EXERCISE:
For each line below that contains the word "SignalNode", make a copy.

DATA FOR THIS TASK:
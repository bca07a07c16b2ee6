//! Network module.
//!
//! IRC client side of the warden: line parsing and rendering, the
//! reconnecting connection loop, and RFC 1459 case mapping.

mod client;
pub mod line;

pub use client::Client;
pub use line::{Line, render};

/// Convert a single character to IRC lowercase using RFC 1459 case mapping.
///
/// In addition to ASCII lowercase conversion, this maps:
/// - `[` → `{`
/// - `]` → `}`
/// - `\` → `|`
/// - `~` → `^`
#[inline]
pub const fn irc_lower_char(c: char) -> char {
    match c {
        '[' => '{',
        ']' => '}',
        '\\' => '|',
        '~' => '^',
        'A'..='Z' => c.to_ascii_lowercase(),
        _ => c,
    }
}

/// Convert a string to IRC lowercase using RFC 1459 case mapping.
pub fn irc_to_lower(s: &str) -> String {
    s.chars().map(irc_lower_char).collect()
}

/// Compare two nicknames or channels under RFC 1459 case mapping.
pub fn irc_eq(a: &str, b: &str) -> bool {
    a.len() == b.len()
        && a.chars()
            .zip(b.chars())
            .all(|(ca, cb)| irc_lower_char(ca) == irc_lower_char(cb))
}

/// Whether `name` looks like a channel the warden can join.
///
/// Valid names start with `#` or `&`, are 2 to 50 characters long and
/// contain no spaces, commas or control characters.
pub fn is_channel_name(name: &str) -> bool {
    let mut chars = name.chars();

    match chars.next() {
        Some('#' | '&') => {}
        _ => return false,
    }

    let len = name.chars().count();
    if !(2..=50).contains(&len) {
        return false;
    }

    chars.all(|c| c != ' ' && c != ',' && !c.is_control())
}

#[cfg(test)]
mod tests {
    use super::*;

    #[test]
    fn test_irc_to_lower() {
        assert_eq!(irc_to_lower("HELLO"), "hello");
        assert_eq!(irc_to_lower("#Channel[1]"), "#channel{1}");
        assert_eq!(irc_to_lower("Nick\\Away"), "nick|away");
        assert_eq!(irc_to_lower("Test~Name"), "test^name");
        // Non-ASCII is left alone
        assert_eq!(irc_to_lower("#ÄÖ"), "#ÄÖ");
    }

    #[test]
    fn test_irc_eq() {
        assert!(irc_eq("Warden[1]", "warden{1}"));
        assert!(!irc_eq("warden", "warden_"));
    }

    #[test]
    fn test_is_channel_name() {
        assert!(is_channel_name("#rust"));
        assert!(is_channel_name("&local"));
        assert!(!is_channel_name("rust"));
        assert!(!is_channel_name("#"));
        assert!(!is_channel_name("#with space"));
        assert!(!is_channel_name("#a,b"));
        assert!(!is_channel_name("#bell\x07"));
        assert!(!is_channel_name(&format!("#{}", "x".repeat(50))));
    }
}
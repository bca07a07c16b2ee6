//! Security module for the warden.
//!
//! - **Password**: Argon2 hashing for account credentials
//! - **Rate Limiting**: Governor-based pacing of outgoing protocol lines

pub mod password;
pub mod rate_limit;

pub use rate_limit::LinePacer;
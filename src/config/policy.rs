//! Channel policy defaults.
//!
//! A `ChannelPolicy` row is created from these values the first time the
//! warden joins a channel. Later changes go through the `set` command.

use super::defaults::{
    default_ban_duration, default_ban_reason, default_ban_template, default_enforcer,
    default_kick_reason, default_kick_template, default_kick_to_ban, default_true,
    default_warn_to_kick,
};
use serde::Deserialize;

/// `[policy]` table.
#[derive(Debug, Clone, Deserialize)]
pub struct PolicyDefaults {
    /// Warnings before a kick.
    #[serde(default = "default_warn_to_kick")]
    pub warn_to_kick: u32,
    /// Kicks before a timed ban.
    #[serde(default = "default_kick_to_ban")]
    pub kick_to_ban: u32,
    #[serde(default = "default_true")]
    pub kick_enabled: bool,
    #[serde(default)]
    pub ban_enabled: bool,
    /// Deliver warnings as a private NOTICE instead of to the channel.
    #[serde(default = "default_true")]
    pub private_notify: bool,
    /// Timed ban length in seconds.
    #[serde(default = "default_ban_duration")]
    pub ban_duration: u64,
    /// Enforcer command for kicks. Placeholders: `{channel}`, `{user}`, `{reason}`.
    #[serde(default = "default_kick_template")]
    pub kick_template: String,
    /// Enforcer command for bans. Adds `{bantime}`.
    #[serde(default = "default_ban_template")]
    pub ban_template: String,
    #[serde(default = "default_kick_reason")]
    pub kick_reason: String,
    #[serde(default = "default_ban_reason")]
    pub ban_reason: String,
    /// Service that receives enforcer commands.
    #[serde(default = "default_enforcer")]
    pub enforcer: String,
}

impl Default for PolicyDefaults {
    fn default() -> Self {
        Self {
            warn_to_kick: default_warn_to_kick(),
            kick_to_ban: default_kick_to_ban(),
            kick_enabled: true,
            ban_enabled: false,
            private_notify: true,
            ban_duration: default_ban_duration(),
            kick_template: default_kick_template(),
            ban_template: default_ban_template(),
            kick_reason: default_kick_reason(),
            ban_reason: default_ban_reason(),
            enforcer: default_enforcer(),
        }
    }
}
//! IRC line parsing and directive rendering.
//!
//! Only the subset of RFC 1459 framing the warden needs: optional IRCv3 tags
//! (skipped), optional prefix, command, middle params and one trailing param.

use crate::moderation::Directive;
use std::str::FromStr;
use thiserror::Error;

/// Parse failures for inbound lines.
#[derive(Debug, Error, PartialEq, Eq)]
pub enum LineError {
    #[error("empty line")]
    Empty,
    #[error("line has a prefix but no command")]
    MissingCommand,
}

/// One parsed protocol line.
#[derive(Debug, Clone, PartialEq, Eq)]
pub struct Line {
    pub prefix: Option<String>,
    /// Command or numeric, uppercased.
    pub command: String,
    pub params: Vec<String>,
}

impl Line {
    /// Nick part of the prefix, or the whole prefix for server sources.
    pub fn source_nick(&self) -> Option<&str> {
        let prefix = self.prefix.as_deref()?;
        Some(prefix.split_once('!').map_or(prefix, |(nick, _)| nick))
    }

    pub fn param(&self, index: usize) -> Option<&str> {
        self.params.get(index).map(String::as_str)
    }
}

impl FromStr for Line {
    type Err = LineError;

    fn from_str(s: &str) -> Result<Self, Self::Err> {
        let mut rest = s.trim_end_matches(['\r', '\n']);

        if let Some(tagged) = rest.strip_prefix('@') {
            rest = tagged.split_once(' ').map_or("", |(_, r)| r);
        }
        rest = rest.trim_start_matches(' ');
        if rest.is_empty() {
            return Err(LineError::Empty);
        }

        let prefix = match rest.strip_prefix(':') {
            Some(prefixed) => {
                let (prefix, r) = prefixed.split_once(' ').unwrap_or((prefixed, ""));
                rest = r.trim_start_matches(' ');
                Some(prefix.to_string())
            }
            None => None,
        };

        let (command, mut rest) = rest.split_once(' ').unwrap_or((rest, ""));
        if command.is_empty() {
            return Err(LineError::MissingCommand);
        }

        let mut params = Vec::new();
        loop {
            rest = rest.trim_start_matches(' ');
            if rest.is_empty() {
                break;
            }
            if let Some(trailing) = rest.strip_prefix(':') {
                params.push(trailing.to_string());
                break;
            }
            let (param, r) = rest.split_once(' ').unwrap_or((rest, ""));
            params.push(param.to_string());
            rest = r;
        }

        Ok(Self {
            prefix,
            command: command.to_ascii_uppercase(),
            params,
        })
    }
}

/// Render a directive to a raw outbound line, without the CRLF.
pub fn render(directive: &Directive) -> String {
    match directive {
        Directive::Notice { target, text } => format!("NOTICE {} :{}", target, single_line(text)),
        Directive::Message { target, text } => format!("PRIVMSG {} :{}", target, single_line(text)),
        Directive::Join {
            channel,
            key: Some(key),
        } => format!("JOIN {} {}", channel, key),
        Directive::Join { channel, key: None } => format!("JOIN {}", channel),
        Directive::Part { channel } => format!("PART {}", channel),
        Directive::Nick { nick } => format!("NICK {}", nick),
        Directive::Enforce {
            enforcer, command, ..
        } => format!("PRIVMSG {} :{}", enforcer, single_line(command)),
        Directive::Quit { message } => format!("QUIT :{}", single_line(message)),
    }
}

/// Line breaks would let a value inject extra protocol lines.
fn single_line(text: &str) -> String {
    text.replace(['\r', '\n'], " ")
}
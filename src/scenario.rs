//! Lifecycle Scenarios
//!
//! Reproducible runs of the signal tree and publisher: printing roots, value
//! inheritance, the producer leak, and the three governed shutdown paths (manual
//! release, timeout, absolute deadline). Each run records what the consumer saw and
//! the live publisher count before spawning and after the grace period.

use crate::config::PublisherConfig;
use crate::error::DoneCause;
use crate::publisher::{Handoff, Publisher};
use crate::signal::{self, SignalNode};
use tokio::time::{sleep, Instant};
use tracing::info;

/// Outcome of one scenario run.
#[derive(Debug, Clone, Default)]
pub struct ScenarioReport {
    pub name: &'static str,
    pub lines: Vec<String>,
    pub received: Vec<u64>,
    pub live_before: usize,
    pub live_after: usize,
    pub cause: Option<DoneCause>,
}

impl ScenarioReport {
    fn new(name: &'static str) -> Self {
        Self {
            name,
            ..Self::default()
        }
    }

    fn line(&mut self, line: impl Into<String>) {
        let line = line.into();
        info!(scenario = self.name, "{}", line);
        self.lines.push(line);
    }

    /// True when more publishers are alive after the run than before it.
    pub fn leaked(&self) -> bool {
        self.live_after > self.live_before
    }

    pub fn render(&self) -> String {
        self.lines.join("\n")
    }
}

/// Print both canonical roots.
pub fn roots() -> ScenarioReport {
    let mut report = ScenarioReport::new("roots");
    report.line(signal::background().to_string());
    report.line(signal::todo().to_string());
    report
}

/// Build a small value tree and show which lookups succeed.
pub fn values() -> ScenarioReport {
    let mut report = ScenarioReport::new("values");

    let a = signal::background();
    let b = signal::with_value(&a, "b", "B");
    let c = signal::with_value(&a, "c", "C");
    let d = signal::with_value(&b, "d", "D");
    let e = signal::with_value(&b, "e", "E");
    let f = signal::with_value(&c, "f", "F");

    for node in [&a, &b, &c, &d, &e, &f] {
        report.line(node.to_string());
    }

    for (label, node, key) in [
        ("a", &a, "b"),
        ("f", &f, "f"),
        ("f", &f, "c"),
        ("b", &b, "e"),
    ] {
        report.line(format!("{}.value({:?}) = {}", label, key, lookup(node, key)));
    }
    report
}

fn lookup(node: &SignalNode, key: &str) -> String {
    match node.value_as::<&str>(key) {
        Some(value) => format!("{:?}", value),
        None => "<absent>".to_string(),
    }
}

/// Ungoverned producer: the consumer stops reading and the producer stays blocked.
pub async fn leak(config: &PublisherConfig) -> ScenarioReport {
    let mut report = ScenarioReport::new("leak");
    let publisher = Publisher::from_config(config);

    report.live_before = publisher.census().live();
    report.line(format!("live publishers: {}", report.live_before));

    let (mut handoff, _handle) = publisher.spawn_leaky();
    report.line(format!("live publishers: {}", publisher.census().live()));

    read_until(&mut handoff, config.stop_after, &mut report).await;

    // The receiver stays alive and undrained across the grace period.
    sleep(config.grace()).await;
    report.live_after = publisher.census().live();
    report.line(format!("live publishers: {}", report.live_after));

    drop(handoff);
    report
}

/// Governed producer released by the consumer after it stops reading.
pub async fn cancel(config: &PublisherConfig) -> ScenarioReport {
    let mut report = ScenarioReport::new("cancel");
    let publisher = Publisher::from_config(config);
    report.live_before = publisher.census().live();
    report.line(format!("live publishers: {}", report.live_before));

    let root = signal::background();
    let (node, cancel) = signal::with_cancel(&root);
    let (mut handoff, _handle) = publisher.spawn(&node);
    report.line(format!("live publishers: {}", publisher.census().live()));

    read_until(&mut handoff, config.stop_after, &mut report).await;
    cancel.cancel();

    finish(&publisher, config, &node, &mut report).await;
    report
}

/// Governed producer that expires after the configured timeout.
pub async fn timeout(config: &PublisherConfig) -> ScenarioReport {
    let root = signal::background();
    let (node, cancel) = signal::with_timeout(&root, config.timeout());
    let _release = cancel.drop_guard();
    drain_governed("timeout", config, &node).await
}

/// Governed producer that expires at an absolute deadline.
pub async fn deadline(config: &PublisherConfig) -> ScenarioReport {
    let root = signal::background();
    let (node, cancel) = match Instant::now().checked_add(config.deadline_offset()) {
        Some(at) => signal::with_deadline(&root, at),
        None => signal::with_cancel(&root),
    };
    let _release = cancel.drop_guard();
    drain_governed("deadline", config, &node).await
}

async fn drain_governed(
    name: &'static str,
    config: &PublisherConfig,
    node: &SignalNode,
) -> ScenarioReport {
    let mut report = ScenarioReport::new(name);
    let publisher = Publisher::from_config(config);
    report.live_before = publisher.census().live();
    report.line(format!("live publishers: {}", report.live_before));

    let (mut handoff, _handle) = publisher.spawn(node);
    report.line(format!("live publishers: {}", publisher.census().live()));

    while let Some(value) = handoff.recv().await {
        report.line(format!("counter {}", value));
        report.received.push(value);
    }

    finish(&publisher, config, node, &mut report).await;
    report
}

async fn read_until(handoff: &mut Handoff, stop_after: u64, report: &mut ScenarioReport) {
    while let Some(value) = handoff.recv().await {
        report.line(format!("counter {}", value));
        report.received.push(value);
        if value >= stop_after {
            break;
        }
    }
}

async fn finish(
    publisher: &Publisher,
    config: &PublisherConfig,
    node: &SignalNode,
    report: &mut ScenarioReport,
) {
    sleep(config.grace()).await;
    report.cause = node.err();
    report.live_after = publisher.census().live();
    if let Some(cause) = report.cause {
        report.line(format!("signal done: {}", cause));
    }
    report.line(format!("live publishers: {}", report.live_after));
}
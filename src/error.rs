//! Error types for the lifeline signal tree and its outer surfaces.

use thiserror::Error;

/// Why a signal node became done.
///
/// Set exactly once per node, atomically with the done transition. A node that is
/// not done reports no cause at all (`SignalNode::err` returns `None`).
#[derive(Debug, Clone, Copy, PartialEq, Eq, Hash, Error)]
pub enum DoneCause {
    /// The node's release operation was invoked, or an ancestor was cancelled.
    #[error("context canceled")]
    Cancelled,

    /// The node's own or an inherited deadline passed.
    #[error("context deadline exceeded")]
    DeadlineExceeded,
}

impl DoneCause {
    pub(crate) fn as_code(self) -> u8 {
        match self {
            DoneCause::Cancelled => 1,
            DoneCause::DeadlineExceeded => 2,
        }
    }

    pub(crate) fn from_code(code: u8) -> Option<Self> {
        match code {
            1 => Some(DoneCause::Cancelled),
            2 => Some(DoneCause::DeadlineExceeded),
            _ => None,
        }
    }
}

/// Errors raised by configuration, logging and the demonstration CLI.
#[derive(Debug, Error)]
pub enum ApiError {
    #[error("Configuration error: {0}")]
    ConfigError(String),

    #[error("Logging error: {0}")]
    Logging(String),

    #[error("Runtime error: {0}")]
    Runtime(String),
}

impl From<config::ConfigError> for ApiError {
    fn from(err: config::ConfigError) -> Self {
        ApiError::ConfigError(err.to_string())
    }
}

ANSWER TO THE EXERCISE:
use crate::signal::{self, SignalNode};
fn lookup(node: &SignalNode, key: &str) -> String {
    node: &SignalNode,
    node: &SignalNode,
/// not done reports no cause at all (`SignalNode::err` returns `None`).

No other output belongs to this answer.